The task >> Your answer must be the lines of the entries below, exactly as written, from the first line through the line containing "load cycle. Loading".

Stored data >>
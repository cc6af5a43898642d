//! Player state shared between the playback engine and its front ends

use serde::{Deserialize, Serialize};

/// Lifecycle state of the interactive player
///
/// `Idle` is the initial state and `Released` closes one load cycle. Loading
/// a new file from `Released` (or `Idle`) starts over at `Loading`.
#[derive(Debug, Clone, Copy, Serialize, Deserialize, PartialEq, Eq, Hash)]
#[serde(rename_all = "lowercase")]
pub enum PlayerState {
    /// Nothing has been loaded yet
    Idle,
    /// Media handle opened, nothing requested from the backend yet
    Loading,
    /// Backend is opening/parsing the media
    Parsing,
    /// Media parsed and ready to play
    Ready,
    /// Backend reports playback in progress
    Playing,
    /// Playback paused by the user
    Paused,
    /// Backend reached the end of the media
    Ended,
    /// Media handle released
    Released,
}

impl PlayerState {
    /// True while a media item is held by the player
    pub fn has_media(self) -> bool {
        !matches!(self, PlayerState::Idle | PlayerState::Released)
    }
}

impl std::fmt::Display for PlayerState {
    fn fmt(&self, f: &mut std::fmt::Formatter<'_>) -> std::fmt::Result {
        let name = match self {
            PlayerState::Idle => "idle",
            PlayerState::Loading => "loading",
            PlayerState::Parsing => "parsing",
            PlayerState::Ready => "ready",
            PlayerState::Playing => "playing",
            PlayerState::Paused => "paused",
            PlayerState::Ended => "ended",
            PlayerState::Released => "released",
        };
        write!(f, "{}", name)
    }
}
//! Headless backend built on symphonia
//!
//! This engine is silent. It produces no audio output.
//!
//! Opening a file probes its container for the duration. Playback is a
//! wall-clock position scaled by the rate: a ticker thread reports the
//! position every tick and reports the end once the duration is reached.
//! No samples are decoded and no audio device is touched.

use super::{BackendEvent, BackendState, EventSink, MediaBackend};
use crate::error::{Error, Result};
use std::path::{Path, PathBuf};
use std::sync::{Arc, Mutex, MutexGuard, PoisonError};
use std::time::{Duration, Instant};
use symphonia::core::codecs::CODEC_TYPE_NULL;
use symphonia::core::formats::FormatOptions;
use symphonia::core::io::MediaSourceStream;
use symphonia::core::meta::MetadataOptions;
use symphonia::core::probe::Hint;
use symphonia::core::units::TimeBase;
use tracing::{debug, warn};

/// Probe a media file for its duration in milliseconds
///
/// Uses the frame count from the container header when present, otherwise
/// sums packet durations.
pub fn probe_duration_ms(path: &Path) -> Result<i64> {
    let file = std::fs::File::open(path)
        .map_err(|e| Error::MediaParse(format!("Failed to open {}: {}", path.display(), e)))?;
    let mss = MediaSourceStream::new(Box::new(file), Default::default());

    let mut hint = Hint::new();
    if let Some(ext) = path.extension().and_then(|e| e.to_str()) {
        hint.with_extension(ext);
    }

    let probed = symphonia::default::get_probe()
        .format(
            &hint,
            mss,
            &FormatOptions::default(),
            &MetadataOptions::default(),
        )
        .map_err(|e| Error::MediaParse(format!("Failed to probe {}: {}", path.display(), e)))?;
    let mut format = probed.format;

    let track = format
        .tracks()
        .iter()
        .find(|t| t.codec_params.codec != CODEC_TYPE_NULL)
        .ok_or_else(|| Error::MediaParse(format!("No audio track in {}", path.display())))?;
    let track_id = track.id;
    let params = track.codec_params.clone();

    let time_base = params
        .time_base
        .or_else(|| params.sample_rate.map(|rate| TimeBase::new(1, rate)))
        .ok_or_else(|| Error::MediaParse(format!("No time base for {}", path.display())))?;

    let frames = match params.n_frames {
        Some(frames) => frames,
        None => {
            debug!("No frame count in header of {}, counting packets", path.display());
            let mut total = 0u64;
            loop {
                match format.next_packet() {
                    Ok(packet) if packet.track_id() == track_id => total += packet.dur,
                    Ok(_) => continue,
                    Err(symphonia::core::errors::Error::IoError(ref e))
                        if e.kind() == std::io::ErrorKind::UnexpectedEof =>
                    {
                        break
                    }
                    Err(e) => {
                        warn!("Stopped counting packets of {}: {}", path.display(), e);
                        break;
                    }
                }
            }
            total
        }
    };

    let time = time_base.calc_time(frames);
    let millis = time.seconds as i64 * 1000 + (time.frac * 1000.0).round() as i64;
    if millis <= 0 {
        return Err(Error::MediaParse(format!(
            "Zero-length media {}",
            path.display()
        )));
    }
    Ok(millis)
}

struct Media {
    path: PathBuf,
    duration_ms: i64,
    sink: EventSink,
}

struct Inner {
    media: Option<Media>,
    state: BackendState,
    /// Position at the last rebase
    base_position: i64,
    /// Wall-clock instant of the last rebase while playing
    resumed_at: Option<Instant>,
    rate: f32,
    volume: i32,
    /// Bumped on every transition that must silence a running ticker
    generation: u64,
}

impl Inner {
    fn position_now(&self) -> i64 {
        let Some(media) = &self.media else {
            return -1;
        };
        let elapsed = self
            .resumed_at
            .map(|at| (at.elapsed().as_secs_f64() * 1000.0 * f64::from(self.rate)) as i64)
            .unwrap_or(0);
        (self.base_position + elapsed).min(media.duration_ms)
    }

    fn rebase(&mut self) {
        self.base_position = self.position_now().max(0);
        if self.resumed_at.is_some() {
            self.resumed_at = Some(Instant::now());
        }
    }

    fn emit(&self, event: BackendEvent) {
        if let Some(media) = &self.media {
            if media.sink.send(event).is_err() {
                debug!("Event receiver for {} dropped", media.path.display());
            }
        }
    }

    fn set_state(&mut self, state: BackendState) {
        self.state = state;
        self.emit(BackendEvent::StateChanged(state));
    }
}

/// Silent media engine
///
/// Reports real durations and a simulated playback position. Nothing is
/// played to a sound device.
pub struct SymphoniaBackend {
    inner: Arc<Mutex<Inner>>,
    tick: Duration,
}

impl SymphoniaBackend {
    /// Create an engine that reports the position every `tick`
    pub fn new(tick: Duration) -> Result<Self> {
        if tick.is_zero() {
            return Err(Error::Backend("Position tick must be positive".to_string()));
        }

        Ok(Self {
            inner: Arc::new(Mutex::new(Inner {
                media: None,
                state: BackendState::NothingSpecial,
                base_position: 0,
                resumed_at: None,
                rate: 1.0,
                volume: 100,
                generation: 0,
            })),
            tick,
        })
    }

    fn lock(&self) -> MutexGuard<'_, Inner> {
        self.inner.lock().unwrap_or_else(PoisonError::into_inner)
    }

    pub fn volume(&self) -> i32 {
        self.lock().volume
    }

    pub fn rate(&self) -> f32 {
        self.lock().rate
    }

    fn spawn_ticker(&self, generation: u64) -> Result<()> {
        let shared = Arc::clone(&self.inner);
        let tick = self.tick;

        std::thread::Builder::new()
            .name("nodoka-backend-tick".to_string())
            .spawn(move || loop {
                std::thread::sleep(tick);

                let mut inner = shared.lock().unwrap_or_else(PoisonError::into_inner);
                if inner.generation != generation || inner.state != BackendState::Playing {
                    break;
                }

                let duration = match &inner.media {
                    Some(media) => media.duration_ms,
                    None => break,
                };
                let position = inner.position_now();

                if position >= duration {
                    inner.base_position = duration;
                    inner.resumed_at = None;
                    inner.state = BackendState::Ended;
                    inner.emit(BackendEvent::TimeChanged(duration));
                    inner.emit(BackendEvent::EndReached);
                    break;
                }

                inner.emit(BackendEvent::TimeChanged(position));
            })
            .map(|_| ())
            .map_err(|e| Error::Backend(format!("Failed to start position ticker: {}", e)))
    }
}

impl MediaBackend for SymphoniaBackend {
    fn open(&self, path: &Path, events: EventSink) -> Result<()> {
        self.release();

        let duration_ms = probe_duration_ms(path)?;
        debug!("Opened {} ({} ms)", path.display(), duration_ms);

        let mut inner = self.lock();
        inner.media = Some(Media {
            path: path.to_path_buf(),
            duration_ms,
            sink: events,
        });
        inner.base_position = 0;
        inner.resumed_at = None;
        inner.set_state(BackendState::Opening);
        inner.emit(BackendEvent::ParsedChanged(true));
        Ok(())
    }

    fn release(&self) {
        let mut inner = self.lock();
        inner.generation += 1;
        inner.media = None;
        inner.state = BackendState::NothingSpecial;
        inner.base_position = 0;
        inner.resumed_at = None;
    }

    fn play(&self) -> Result<()> {
        let generation = {
            let mut inner = self.lock();
            if inner.media.is_none() {
                return Err(Error::Backend("No media opened".to_string()));
            }
            if inner.state == BackendState::Playing {
                return Ok(());
            }
            if matches!(inner.state, BackendState::Ended | BackendState::Stopped) {
                inner.base_position = 0;
            }

            inner.generation += 1;
            inner.resumed_at = Some(Instant::now());
            inner.set_state(BackendState::Playing);
            inner.generation
        };

        self.spawn_ticker(generation)
    }

    fn pause(&self) -> Result<()> {
        let mut inner = self.lock();
        if inner.state != BackendState::Playing {
            return Ok(());
        }

        inner.base_position = inner.position_now().max(0);
        inner.resumed_at = None;
        inner.generation += 1;
        inner.set_state(BackendState::Paused);
        Ok(())
    }

    fn stop(&self) -> Result<()> {
        let mut inner = self.lock();
        if inner.media.is_none() || inner.state == BackendState::Stopped {
            return Ok(());
        }

        // Position stays readable until the next play
        inner.base_position = inner.position_now().max(0);
        inner.resumed_at = None;
        inner.generation += 1;
        inner.set_state(BackendState::Stopped);
        Ok(())
    }

    fn seek(&self, position_ms: i64) -> Result<()> {
        let mut inner = self.lock();
        let duration = match &inner.media {
            Some(media) => media.duration_ms,
            None => return Err(Error::Backend("No media opened".to_string())),
        };

        inner.base_position = position_ms.clamp(0, duration);
        if inner.resumed_at.is_some() {
            inner.resumed_at = Some(Instant::now());
        }
        let position = inner.base_position;
        inner.emit(BackendEvent::TimeChanged(position));
        Ok(())
    }

    fn is_seekable(&self) -> bool {
        self.lock()
            .media
            .as_ref()
            .map(|m| m.duration_ms > 0)
            .unwrap_or(false)
    }

    fn position(&self) -> i64 {
        self.lock().position_now()
    }

    fn duration(&self) -> i64 {
        self.lock()
            .media
            .as_ref()
            .map(|m| m.duration_ms)
            .unwrap_or(-1)
    }

    fn set_volume(&self, volume: i32) -> Result<()> {
        self.lock().volume = volume.clamp(0, 200);
        Ok(())
    }

    fn set_rate(&self, rate: f32) -> Result<()> {
        if !rate.is_finite() || rate <= 0.0 {
            return Err(Error::Backend(format!("Invalid playback rate {}", rate)));
        }

        let mut inner = self.lock();
        inner.rebase();
        inner.rate = rate;
        Ok(())
    }

    fn state(&self) -> BackendState {
        self.lock().state
    }
}
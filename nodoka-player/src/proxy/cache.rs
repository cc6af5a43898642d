//! Keyed proxy registry
//!
//! One live proxy per key: files by full path, audiobooks by id. Each
//! sub-cache has a size ceiling; when an insert would exceed it the whole
//! sub-cache is dropped first. Callers that still hold an `Arc` keep a
//! readable proxy, but its cascade hooks are detached and a later lookup
//! builds a fresh one.

use super::{AudiobookFileProxy, AudiobookProxy};
use crate::db::library;
use crate::error::{Error, Result};
use crate::sidecar::SidecarStore;
use nodoka_common::db::{AudiobookFileRecord, AudiobookRecord};
use sqlx::{Pool, Sqlite};
use std::collections::HashMap;
use std::fmt::Debug;
use std::hash::Hash;
use std::sync::{Arc, Mutex, PoisonError};
use tracing::debug;

struct KeyedCache<K, V> {
    label: &'static str,
    capacity: usize,
    entries: Mutex<HashMap<K, Arc<V>>>,
    /// Run on every entry dropped by a clear
    evict: fn(&V),
}

impl<K: Eq + Hash + Debug, V> KeyedCache<K, V> {
    fn new(label: &'static str, capacity: usize, evict: fn(&V)) -> Self {
        Self {
            label,
            capacity: capacity.max(1),
            entries: Mutex::new(HashMap::new()),
            evict,
        }
    }

    fn lock(&self) -> std::sync::MutexGuard<'_, HashMap<K, Arc<V>>> {
        self.entries.lock().unwrap_or_else(PoisonError::into_inner)
    }

    fn get_or_insert_with(&self, key: K, make: impl FnOnce() -> V) -> Arc<V> {
        let mut entries = self.lock();
        if let Some(existing) = entries.get(&key) {
            return Arc::clone(existing);
        }

        if entries.len() >= self.capacity {
            debug!(
                "{} cache reached {} entries, clearing before {:?}",
                self.label,
                entries.len(),
                key
            );
            self.drain(&mut entries);
        }

        let value = Arc::new(make());
        entries.insert(key, Arc::clone(&value));
        value
    }

    fn peek(&self, key: &K) -> Option<Arc<V>> {
        self.lock().get(key).cloned()
    }

    fn remove(&self, key: &K) -> Option<Arc<V>> {
        self.lock().remove(key)
    }

    fn clear(&self) {
        self.drain(&mut self.lock());
    }

    fn drain(&self, entries: &mut HashMap<K, Arc<V>>) {
        for (_, value) in entries.drain() {
            (self.evict)(&value);
        }
    }

    fn len(&self) -> usize {
        self.lock().len()
    }
}

/// Registry of live file and audiobook proxies
pub struct ProxyCache {
    store: SidecarStore,
    files: KeyedCache<String, AudiobookFileProxy>,
    audiobooks: KeyedCache<i64, AudiobookProxy>,
}

impl ProxyCache {
    pub fn new(store: SidecarStore, capacity: usize) -> Self {
        Self {
            store,
            files: KeyedCache::new("File", capacity, AudiobookFileProxy::detach_hooks),
            audiobooks: KeyedCache::new("Audiobook", capacity, |_| {}),
        }
    }

    pub fn store(&self) -> &SidecarStore {
        &self.store
    }

    /// Proxy for a file row, reusing the live one for the same path
    pub fn file(&self, record: AudiobookFileRecord) -> Arc<AudiobookFileProxy> {
        let store = &self.store;
        self.files.get_or_insert_with(record.full_path.clone(), || {
            AudiobookFileProxy::new(record, store)
        })
    }

    /// Proxy for an audiobook row, reusing the live one for the same id
    pub fn audiobook(&self, record: AudiobookRecord) -> Arc<AudiobookProxy> {
        let store = &self.store;
        self.audiobooks
            .get_or_insert_with(record.id, || AudiobookProxy::new(record, store))
    }

    /// Live audiobook proxy without touching the database
    pub fn peek_audiobook(&self, id: i64) -> Option<Arc<AudiobookProxy>> {
        self.audiobooks.peek(&id)
    }

    /// Live file proxy without touching the database
    pub fn peek_file(&self, path: &str) -> Option<Arc<AudiobookFileProxy>> {
        self.files.peek(&path.to_string())
    }

    /// Audiobook proxy by id, reading the row if it is not cached
    pub async fn load_audiobook(&self, db: &Pool<Sqlite>, id: i64) -> Result<Arc<AudiobookProxy>> {
        if let Some(audiobook) = self.peek_audiobook(id) {
            return Ok(audiobook);
        }

        let record = library::get_audiobook(db, id)
            .await?
            .ok_or_else(|| Error::NotFound(format!("Audiobook {}", id)))?;
        Ok(self.audiobook(record))
    }

    /// File proxy by full path, reading the row if it is not cached
    pub async fn load_file(&self, db: &Pool<Sqlite>, path: &str) -> Result<Arc<AudiobookFileProxy>> {
        if let Some(file) = self.peek_file(path) {
            return Ok(file);
        }

        let record = library::get_file_by_path(db, path)
            .await?
            .ok_or_else(|| Error::NotFound(format!("Audiobook file {}", path)))?;
        Ok(self.file(record))
    }

    /// The file following `file` in its audiobook, `None` at the last file
    pub async fn next_file(
        &self,
        db: &Pool<Sqlite>,
        file: &AudiobookFileProxy,
    ) -> Result<Option<Arc<AudiobookFileProxy>>> {
        let next_position = file.position() + 1;

        if let Some(audiobook) = self.peek_audiobook(file.audiobook_id()) {
            if audiobook.loaded_files().is_some() {
                return Ok(audiobook.file_at(next_position));
            }
        }

        let record = library::get_file_at_position(db, file.audiobook_id(), next_position).await?;
        Ok(record.map(|r| self.file(r)))
    }

    /// True iff a file with the next position exists in the same audiobook
    pub async fn has_next_file(&self, db: &Pool<Sqlite>, file: &AudiobookFileProxy) -> Result<bool> {
        Ok(self.next_file(db, file).await?.is_some())
    }

    /// Drop the audiobook proxy and the proxies of its files
    pub fn forget_audiobook(&self, id: i64) {
        if let Some(audiobook) = self.audiobooks.remove(&id) {
            for file in audiobook.loaded_files().unwrap_or_default() {
                self.files.remove(&file.path().to_string());
            }
        }
    }

    /// Delete the audiobook rows and drop its proxies
    ///
    /// Sidecar documents of the files stay on disk.
    pub async fn remove_audiobook(&self, db: &Pool<Sqlite>, id: i64) -> Result<bool> {
        let deleted = library::delete_audiobook(db, id).await?;
        self.forget_audiobook(id);
        Ok(deleted)
    }

    pub fn clear(&self) {
        self.files.clear();
        self.audiobooks.clear();
    }

    pub fn file_count(&self) -> usize {
        self.files.len()
    }

    pub fn audiobook_count(&self) -> usize {
        self.audiobooks.len()
    }
}
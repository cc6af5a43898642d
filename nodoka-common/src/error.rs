//! Common error types for Nodoka

use thiserror::Error;

/// Common result type for Nodoka operations
pub type Result<T> = std::result::Result<T, Error>;

/// Common error types across Nodoka crates
#[derive(Error, Debug)]
pub enum Error {
    /// Database operation error (wraps sqlx::Error)
    #[error("Database error: {0}")]
    Database(#[from] sqlx::Error),

    /// I/O operation error (wraps std::io::Error)
    #[error("IO error: {0}")]
    Io(#[from] std::io::Error),

    /// Configuration loading or validation error
    #[error("Configuration error: {0}")]
    Config(String),

    /// Requested record not found
    #[error("Not found: {0}")]
    NotFound(String),

    /// Invalid caller input
    #[error("Invalid input: {0}")]
    InvalidInput(String),

    /// Internal error
    #[error("Internal error: {0}")]
    Internal(String),
}
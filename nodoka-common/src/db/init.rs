//! Database initialization
//!
//! Creates the SQLite file on first run and the library tables if missing.
//! Table creation is idempotent so it runs on every startup.

use crate::Result;
use sqlx::{sqlite::SqlitePoolOptions, SqlitePool};
use std::path::Path;
use tracing::info;

/// Open (creating if needed) the library database and ensure the schema
pub async fn init_database(db_path: &Path) -> Result<SqlitePool> {
    let newly_created = !db_path.exists();

    if let Some(parent) = db_path.parent() {
        std::fs::create_dir_all(parent)?;
    }

    let db_url = format!("sqlite://{}?mode=rwc", db_path.display());
    let pool = SqlitePoolOptions::new()
        .max_connections(5)
        .connect(&db_url)
        .await?;

    if newly_created {
        info!("Initialized new database: {}", db_path.display());
    } else {
        info!("Opened existing database: {}", db_path.display());
    }

    sqlx::query("PRAGMA foreign_keys = ON").execute(&pool).await?;
    sqlx::query("PRAGMA journal_mode = WAL").execute(&pool).await?;
    sqlx::query("PRAGMA busy_timeout = 5000").execute(&pool).await?;

    create_tables(&pool).await?;

    Ok(pool)
}

/// Create all library tables (no-op for tables that already exist)
pub async fn create_tables(pool: &SqlitePool) -> Result<()> {
    create_directories_table(pool).await?;
    create_audiobooks_table(pool).await?;
    create_audiobook_file_table(pool).await?;
    create_settings_table(pool).await?;
    Ok(())
}

async fn create_directories_table(pool: &SqlitePool) -> Result<()> {
    sqlx::query(
        r#"
        CREATE TABLE IF NOT EXISTS directories (
            full_path TEXT PRIMARY KEY,
            created_at TIMESTAMP NOT NULL DEFAULT CURRENT_TIMESTAMP,
            last_scanned TIMESTAMP
        )
        "#,
    )
    .execute(pool)
    .await?;

    Ok(())
}

async fn create_audiobooks_table(pool: &SqlitePool) -> Result<()> {
    sqlx::query(
        r#"
        CREATE TABLE IF NOT EXISTS audiobooks (
            id INTEGER PRIMARY KEY AUTOINCREMENT,
            directory TEXT NOT NULL,
            name TEXT NOT NULL,
            full_path TEXT NOT NULL UNIQUE,
            completeness INTEGER NOT NULL DEFAULT 0,
            default_order INTEGER NOT NULL DEFAULT 0,
            selected_file TEXT,
            created_at TIMESTAMP NOT NULL DEFAULT CURRENT_TIMESTAMP
        )
        "#,
    )
    .execute(pool)
    .await?;

    sqlx::query("CREATE INDEX IF NOT EXISTS idx_audiobooks_directory ON audiobooks(directory)")
        .execute(pool)
        .await?;

    Ok(())
}

async fn create_audiobook_file_table(pool: &SqlitePool) -> Result<()> {
    sqlx::query(
        r#"
        CREATE TABLE IF NOT EXISTS audiobook_file (
            id INTEGER PRIMARY KEY AUTOINCREMENT,
            audiobook_id INTEGER NOT NULL REFERENCES audiobooks(id) ON DELETE CASCADE,
            name TEXT NOT NULL,
            full_path TEXT NOT NULL UNIQUE,
            position INTEGER NOT NULL,
            created_at TIMESTAMP NOT NULL DEFAULT CURRENT_TIMESTAMP
        )
        "#,
    )
    .execute(pool)
    .await?;

    sqlx::query(
        "CREATE INDEX IF NOT EXISTS idx_audiobook_file_position ON audiobook_file(audiobook_id, position)",
    )
    .execute(pool)
    .await?;

    Ok(())
}

async fn create_settings_table(pool: &SqlitePool) -> Result<()> {
    sqlx::query(
        r#"
        CREATE TABLE IF NOT EXISTS settings (
            key TEXT PRIMARY KEY,
            value TEXT NOT NULL,
            updated_at TIMESTAMP NOT NULL DEFAULT CURRENT_TIMESTAMP
        )
        "#,
    )
    .execute(pool)
    .await?;

    Ok(())
}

Solution >>
repository cc6af5a43898642d
//! Player state shared between the playback engine and its front ends

use serde::{Deserialize, Serialize};

/// Lifecycle state of the interactive player
///
/// `Idle` is the initial state and `Released` closes one load cycle. Loading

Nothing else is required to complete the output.